My question has to do with the decoupling capacitor network for the digital Vcc on this uC.  10 uF in parallel with 0.1 uF is recommended, but there are 4 power and ground pins for the digital power input (DVcc & DVss).  So should I divide the capacitance by the number of pins (4) and locate 4 parts of each value around the perimeter of the uC or just use a single part for each one recommended?

  • 0
    TI__Genius 9990 points

    Best practice (in most cases) is to decouple as much as possible This includes placing the decoupling capacitors as close to the pins to which they decouple. Therefore, using a capacitor (or two) for each pin is recommended. This is so because the track between the capacitor and the pin will be an antenna by itself, and if the capacitor is very close to the pin then it can help with noise.

    If you look at the MSP430F5438 (which is similar to yours), its experimenter board schematic contains decoupling capacitors in each pair of VCC/GND.

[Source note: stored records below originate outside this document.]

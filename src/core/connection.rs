//! # Connection supervisor.
//!
//! Keeps one worker's link to an outer system usable. The worker asks for a
//! connection, uses it until an operation fails, reports the failure with
//! [`ConnectionSupervisor::invalidate`] and asks again.
//!
//! ```text
//!            connect() ok                      invalidate(reason)
//! Disconnected ────────────► Connected ─────────────────────────► Disconnected
//!     ▲   │                                                            │
//!     │   └─ fail: ConnectFailed + BackoffScheduled, sleep(delay) ─┐   │
//!     └────────────────────────────────────────────────────────────┘   │
//!     └──────────── sleep(delay) before the next attempt ◄─────────────┘
//! ```
//!
//! ## Rules
//! - Attempts never overlap; consecutive attempts are at least one delay apart.
//! - Every sleep and attempt is raced against the worker's cancellation token, so
//!   a stop is observed within one delay.
//! - Errors never escape: `connect` returns `None` only when cancelled.

use std::fmt::Display;
use std::sync::Arc;
use std::time::Duration;

use async_trait::async_trait;
use tokio_util::sync::CancellationToken;

use crate::io::LinkError;
use crate::policies::BackoffPolicy;
use crate::status::{Bus, Status, StatusKind};

/// Opens connections to one outer-system target.
#[async_trait]
pub trait Connector: Send + Sync + 'static {
    /// Connection handle produced on success.
    type Conn: Send + 'static;

    /// Printable target (endpoint list, socket path).
    fn target(&self) -> &str;

    /// One connection attempt.
    async fn connect(&self) -> Result<Self::Conn, LinkError>;
}

/// Link state as seen by the supervisor.
#[derive(Clone, Copy, Debug, PartialEq, Eq)]
pub enum ConnectionState {
    Disconnected,
    Connected,
}

/// Per-worker reconnect loop.
pub struct ConnectionSupervisor<C: Connector> {
    connector: C,
    backoff: BackoffPolicy,
    bus: Bus,
    worker: Arc<str>,
    state: ConnectionState,
    attempt: u32,
    lost: bool,
}

impl<C: Connector> ConnectionSupervisor<C> {
    pub fn new(connector: C, backoff: BackoffPolicy, bus: Bus, worker: Arc<str>) -> Self {
        Self {
            connector,
            backoff,
            bus,
            worker,
            state: ConnectionState::Disconnected,
            attempt: 0,
            lost: false,
        }
    }

    pub fn state(&self) -> ConnectionState {
        self.state
    }

    pub fn target(&self) -> &str {
        self.connector.target()
    }

    /// Returns a fresh connection, retrying until one succeeds.
    ///
    /// Returns `None` only if `ctx` is cancelled first.
    pub async fn connect(&mut self, ctx: &CancellationToken) -> Option<C::Conn> {
        if std::mem::take(&mut self.lost) {
            let delay = self.backoff.next(0);
            self.publish_backoff(delay);
            if !sleep_or_cancel(ctx, delay).await {
                return None;
            }
        }

        loop {
            if ctx.is_cancelled() {
                return None;
            }
            self.attempt = self.attempt.saturating_add(1);

            let res = tokio::select! {
                biased;
                _ = ctx.cancelled() => return None,
                res = self.connector.connect() => res,
            };

            match res {
                Ok(conn) => {
                    self.state = ConnectionState::Connected;
                    self.bus.publish(
                        self.status(StatusKind::Connected)
                            .with_attempt(self.attempt),
                    );
                    self.attempt = 0;
                    return Some(conn);
                }
                Err(e) => {
                    self.bus.publish(
                        self.status(StatusKind::ConnectFailed)
                            .with_attempt(self.attempt)
                            .with_reason(e.to_string()),
                    );
                    let delay = self.backoff.next(self.attempt - 1);
                    self.publish_backoff(delay);
                    if !sleep_or_cancel(ctx, delay).await {
                        return None;
                    }
                }
            }
        }
    }

    /// Marks the current connection unusable.
    ///
    /// The next [`connect`](Self::connect) waits one delay before its first attempt.
    pub fn invalidate(&mut self, reason: impl Display) {
        self.state = ConnectionState::Disconnected;
        self.lost = true;
        self.bus.publish(
            self.status(StatusKind::Disconnected)
                .with_reason(reason.to_string()),
        );
    }

    fn publish_backoff(&self, delay: Duration) {
        self.bus.publish(
            self.status(StatusKind::BackoffScheduled)
                .with_attempt(self.attempt.saturating_add(1))
                .with_delay(delay),
        );
    }

    fn status(&self, kind: StatusKind) -> Status {
        Status::new(kind)
            .with_worker(self.worker.clone())
            .with_target(self.connector.target())
    }
}

/// Sleeps for `delay`; returns `false` if `ctx` was cancelled first.
async fn sleep_or_cancel(ctx: &CancellationToken, delay: Duration) -> bool {
    tokio::select! {
        biased;
        _ = ctx.cancelled() => false,
        _ = tokio::time::sleep(delay) => true,
    }
}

    http://focus.ti.com/lit/ug/slau263e/slau263e.pdf

    Page 30 of the document above shows the schematic. Hopefully it will further assist you in your application.

     

     

    Gustavo

  • 0 in reply to Gustavo L
    Prodigy 80 points

    Greetings,

    Thanks for the answer.  In my application, I'll use a single 10 uF as the "bulk" capacitor and 0.1 uF capacitors on each pair of DVcc and DVss pins.  Additionally, a 0.47 uF capacitor is shown connected to Vcore, generated by the internal LDO.  If I'm not using the LDO regulator, how should the Vcore pin be connected?

     

    Thanks,

    Mark H.

  • 0 in reply to Mark Hardin
    TI__Genius 9990 points

    VCore is used internally by the core. It should be decoupled with a 0.47uF capacitor and not loaded with anything else. From what I remember, the capacitor is used to ensure that the internal core voltage is decoupled.

     

    Gustavo

  • 0 in reply to Gustavo L
    Expert 2840 points

    Hi Gustavo,

    I would like to add one note to your explanation.
    Because MCU is a digital circuit it can switch internal logic gates very fast. Due to many such gates in microprocessor (sorry for this simplification) and common clock
    the switching happens in many gates at the same time. The switching of the gates generates high current pulse flowing from power supply (Vdd) to ground (GND) pins.
    If the board has no coupling capacitors very close to these pins, the current flows through power supply tracks to other, nearest capacitor. These tracks are significant inductors (not antenna!) for that pulse. This inductunce togehter with short pulse, that  contains high frequency components results with short supply drop.
    When the capacitor is located very close to the chip (serial inductance of the tracks is minimized), the energy for the pulse is taken from the capacitor and hence the power is stable. 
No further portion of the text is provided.